Thursday, July 24, 2008

E3 2008: Microsoft's Borrowed Reinvention

Courtesy of Penny Arcade

Going into E3 2008, Microsoft was feeling pressure from both Nintendo and Sony. The Wii has been dominating worldwide, while the PS3, PS2, and even the PSP have been faring better than the Xbox 360 these past few months. Their holiday release schedule was largely unknown outside of a handful of major titles like Fable II and Gears of War 2. But they managed to pull out a few surprises while others were par for the course. While some of their ideas seem to be borrowed from other companies and the announced third-party loyalty smells like it was 'purchased', Microsoft had a decent conference that was at least better than Nintendo's field day.

Microsoft's new Avatar system looks very similar to Nintendo's Miis.

Perhaps the biggest announcement was the total redesign of their User Interface and of Xbox Live. The previous 'blades' look is now relegated to the guide menu, with the new look seemingly inspired in large part by Apple's aesthetic and overall design style. The gamertag card is now linked to a Nintendo-like Avatar, going with their new focus on community tools. Among those additions is a new Live Party channel. Similar to the grouping aspects of PS3's upcoming Home service, this allows friends to get together, form groups, and stay connected in-between games. Unlike Nintendo's Miis, Avatars are fully customizable with content purchased on the Xbox Live Marketplace. Created by Rare, you will be able to utilize them in Arcade games like Uno and Scene-It. They've also added Xbox Primetime, a game show channel where you compete in games like 1 vs. 100 and possibly win real-life prizes. You can't help but applaud their dedication to improve their services, but a lot of these shifts don't feel very genuine. The fact that many of them feel borrowed from others and that they're mostly trying to capture the Wii's casual audience doesn't sit too well with me. With the Xbox 360 receiving the title of the "hardcore" gamer's console, it looks like they're trying to stray from that image.

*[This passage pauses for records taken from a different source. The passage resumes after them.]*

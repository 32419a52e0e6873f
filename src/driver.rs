//! Command/status driver for the antenna controller.
//!
//! Every mutating command is fired and then confirmed with an independent
//! status read; the link has no acknowledgment of its own. All retry and
//! poll loops are bounded.

use std::sync::{Mutex, MutexGuard, PoisonError};
use std::thread;
use std::time::{Duration, Instant};

use tracing::{debug, info, trace, warn};

use crate::error::{Error, Result};
use crate::frame::{self, Command, ControllerStatus, Direction, STATUS_LEN};
use crate::port::{self, Connector};

pub const FREQUENCY_READ_ATTEMPTS: u32 = 3;
pub const SET_ATTEMPTS: u32 = 3;
pub const RETRACT_POLLS: u32 = 60;
pub const CALIBRATE_POLLS: u32 = 120;

/// Device resolution; read-back frequencies are always multiples of this.
pub const FREQUENCY_STEP_HZ: u32 = 10;

#[derive(Debug, Clone, Copy, PartialEq, Eq)]
pub struct Timing {
    /// Minimum gap after a command before the next transaction.
    pub command_spacing: Duration,
    /// Between frequency read attempts that returned zero.
    pub read_retry_delay: Duration,
    /// Time the controller needs to apply a set and reflect it in status.
    pub settle: Duration,
    /// Between busy-motor polls during retract and calibrate.
    pub motor_poll: Duration,
}

impl Default for Timing {
    fn default() -> Self {
        Self {
            command_spacing: Duration::from_millis(100),
            read_retry_delay: Duration::from_millis(100),
            settle: Duration::from_millis(800),
            motor_poll: Duration::from_millis(750),
        }
    }
}

#[derive(Debug, Default)]
struct LinkState {
    earliest_next_send: Option<Instant>,
}

pub struct Controller {
    connector: Box<dyn Connector>,
    timing: Timing,
    // Serializes access to the half-duplex, single-client link.
    link: Mutex<LinkState>,
}

impl Controller {
    pub fn new(connector: Box<dyn Connector>, timing: Timing) -> Self {
        Self {
            connector,
            timing,
            link: Mutex::new(LinkState::default()),
        }
    }

    fn lock_link(&self) -> MutexGuard<'_, LinkState> {
        self.link.lock().unwrap_or_else(PoisonError::into_inner)
    }

    /// Run one exchange on a freshly opened link. The link is closed when
    /// `f` returns, on success or error.
    fn transact<T>(&self, is_command: bool, f: impl FnOnce(&mut dyn port::Link) -> Result<T>) -> Result<T> {
        let mut state = self.lock_link();
        if let Some(at) = state.earliest_next_send {
            let now = Instant::now();
            if at > now {
                trace!(component = "driver", wait_ms = (at - now).as_millis() as u64, "command spacing");
                thread::sleep(at - now);
            }
        }

        let result = {
            let mut link = self.connector.open()?;
            f(&mut *link)
        };

        if is_command {
            state.earliest_next_send = Some(Instant::now() + self.timing.command_spacing);
        }
        result
    }

    /// Single status exchange. No retry at this level.
    pub fn get_status(&self) -> Result<ControllerStatus> {
        self.transact(false, |link| {
            link.write_all(&frame::encode_status_query())?;
            link.flush()?;
            let mut buf = [0u8; STATUS_LEN];
            port::read_frame(link, &mut buf)?;
            trace!(component = "driver", frame = ?buf, "status frame");
            let status = frame::decode_status(&buf)?;
            if status.direction == Direction::PatternSelect {
                warn!(component = "driver", "controller reports pattern-select direction, which is not supported");
            }
            Ok(status)
        })
    }

    pub fn set_parameters(&self, frequency_hz: u32, direction: Direction, command: Command) -> Result<()> {
        let out = frame::encode_command(frequency_hz, direction, command);
        self.transact(true, |link| {
            link.write_all(&out)?;
            link.flush()?;
            Ok(())
        })?;
        debug!(component = "driver", frequency_hz, ?direction, ?command, "command sent");
        Ok(())
    }

    /// The controller transiently reports 0 during mode changes, so a zero
    /// reading is retried. After the last attempt the last reading is
    /// returned even if it is zero.
    pub fn get_frequency(&self) -> Result<u32> {
        let mut last_seen = None;
        let mut last_err = None;
        for attempt in 1..=FREQUENCY_READ_ATTEMPTS {
            if attempt > 1 {
                thread::sleep(self.timing.read_retry_delay);
            }
            match self.get_status() {
                Ok(s) if s.frequency_hz != 0 => return Ok(s.frequency_hz),
                Ok(_) => {
                    debug!(component = "driver", attempt, "controller reported zero frequency");
                    last_seen = Some(0);
                }
                Err(e) => {
                    debug!(component = "driver", attempt, error = %e, "status read failed");
                    last_err = Some(e);
                }
            }
        }
        match (last_seen, last_err) {
            (Some(f), _) => Ok(f),
            (None, Some(e)) => Err(e),
            (None, None) => Ok(0),
        }
    }

    /// Tune to `target_hz`, keeping the current direction. The target is
    /// rounded down to the controller's 10 Hz resolution.
    pub fn set_frequency(&self, target_hz: u32) -> Result<ControllerStatus> {
        let target = target_hz - target_hz % FREQUENCY_STEP_HZ;
        let current = self.get_status()?;
        self.set_and_verify("frequency", target, current.direction, |s| s.frequency_hz == target)
    }

    pub fn set_direction(&self, direction: Direction) -> Result<ControllerStatus> {
        if !direction.is_supported() {
            return Err(Error::UnsupportedDirection(direction));
        }
        let current = self.get_status()?;
        self.set_and_verify("direction", current.frequency_hz, direction, |s| s.direction == direction)
    }

    fn set_and_verify(
        &self,
        what: &'static str,
        frequency_hz: u32,
        direction: Direction,
        accept: impl Fn(&ControllerStatus) -> bool,
    ) -> Result<ControllerStatus> {
        for attempt in 1..=SET_ATTEMPTS {
            self.set_parameters(frequency_hz, direction, Command::SetFrequencyAndDirection)?;
            thread::sleep(self.timing.settle);
            match self.get_status() {
                Ok(s) if accept(&s) => {
                    info!(component = "driver", what, attempt, frequency_hz = s.frequency_hz, direction = s.direction.label(), "set confirmed");
                    return Ok(s);
                }
                Ok(s) => debug!(
                    component = "driver",
                    what,
                    attempt,
                    want_hz = frequency_hz,
                    got_hz = s.frequency_hz,
                    want_dir = ?direction,
                    got_dir = ?s.direction,
                    "read-back mismatch"
                ),
                Err(e) => debug!(component = "driver", what, attempt, error = %e, "read-back failed"),
            }
        }
        warn!(component = "driver", what, attempts = SET_ATTEMPTS, "set not confirmed");
        Err(Error::SetFailed {
            what,
            attempts: SET_ATTEMPTS,
        })
    }

    /// Re-enables serial frequency tracking; needed after a retract.
    pub fn autotrack_on(&self) -> Result<()> {
        self.fire(Command::AutotrackOn)
    }

    pub fn autotrack_off(&self) -> Result<()> {
        self.fire(Command::AutotrackOff)
    }

    /// Status does not reliably reflect the autotrack toggle, so there is
    /// nothing to verify.
    fn fire(&self, command: Command) -> Result<()> {
        let s = self.get_status()?;
        self.set_parameters(s.frequency_hz, s.direction, command)
    }

    /// Retract the elements into their hubs and wait for the motors to
    /// stop. Returns the number of polls taken.
    pub fn retract(&self) -> Result<u32> {
        self.fire(Command::Retract)?;
        self.wait_for_motors("retract", RETRACT_POLLS)
    }

    pub fn calibrate(&self) -> Result<u32> {
        self.fire(Command::Calibrate)?;
        self.wait_for_motors("calibrate", CALIBRATE_POLLS)
    }

    /// Giving up only ends the wait; the controller keeps moving.
    fn wait_for_motors(&self, operation: &'static str, cap: u32) -> Result<u32> {
        for poll in 1..=cap {
            thread::sleep(self.timing.motor_poll);
            match self.get_status() {
                Ok(s) if s.motors_idle() => {
                    info!(component = "driver", operation, polls = poll, "motors idle");
                    return Ok(poll);
                }
                Ok(s) => trace!(component = "driver", operation, poll, mask = s.active_motors, "motors busy"),
                Err(e) => debug!(component = "driver", operation, poll, error = %e, "busy poll failed"),
            }
        }
        warn!(component = "driver", operation, polls = cap, "motors still busy");
        Err(Error::MotorTimeout { operation, polls: cap })
    }
}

Final Fantasy XIII will be coming to both the Xbox 360 and the PS3 simultaneously in North America and Europe, but will remain PS3-exclusive in Japan.

Their casual market targeting is furthered by their karaoke title, Lips, where you can actually sing from your own music collection. Other titles like UNO Rush, a sequel to Galaga, and You're In The Movies show their casual side while the announcement of Geometry Wars 2 and the re-release of the N64 classic, Banjo Kazooie show their attempts to reassure the hardcore. Reiterations and release dates of previously announced titles like Fable II, Resident Evil 5, Gears of War 2, and a "semi-sequel" to Portal weren't surprising, but titles like Alan Wake and Halo Wars were suspiciously missing. Their "bought third-party loyalty" were seen in full-force with exclusive DLC content for Fallout 3, timed exclusive content for Rock Band and Guitar Hero, and the reiteration of Square Enix's surprisingly exclusive support for the Xbox 360 with a slew of RPGs. What is most shocking and controversial was the announcement that Final Fantasy XIII would also be coming to the 360 in North America and Europe, but not in Japan. I'm all for making games and content available to as wide of an audience as possible, but some of these exclusive deals make me question the utilization of Microsoft's deep pockets. The multi-platform release of FFXIII seems to be on course with Square Enix's previous track record of releasing exclusive titles Star Ocean 4, Infinite Undiscovery, and the timed exclusive Last Remnant on the 360. No matter how they have secured their titles, Microsoft has a pretty well-rounded line up for Holiday 2008.

I still don't agree with Microsoft's continued practices of 'nickel-and-diming' their consumers in the Marketplace as well as the overflow of content and the lack of quality control, but they have created a very robust video store. Their content catalog is only growing larger with NBC/Universal adding their support. And their video offerings are getting better with a partnership with Netflix to allow Xbox Live Gold and Netflix subscribers to watch and stream content directly to their 360. This is similar to their PC service, but now you can watch content directly on your television. They have also officially announced the Xbox Live Community Games channel, which follows up on their XNA initiative to allow consumers to create and sell games through the 360. With a fair pricing scheme that allows would-be developers to retain up to 70% revenue and pricing ranging from $2.50-$10, this sounds like a very good system. Their new services and community features are showing Microsoft's why Xbox Live is so big. While their pending game line up has some questioning its integrity versus some of the competition, it looks to hold up well.

Overall, it feels like Microsoft is grasping at straws. They seem to think that money is the answer to everything, buying loyalty and exclusive content rather than leaving it up to the publisher. This isn't a new business scheme by any means, but it doesn't feel right. The fact that some of their 'innovative' ideas don't feel very original is questionable as well. That aside, they seem to be implementing them well enough. While some accuse Microsoft of trying to appeal more to the casual rather than the core gamer, it's no where near the levels of Nintendo. Whether or not you agree with Microsoft's upcoming changes, service additions, and business practices, they at least added up to make a very decent E3 press conference.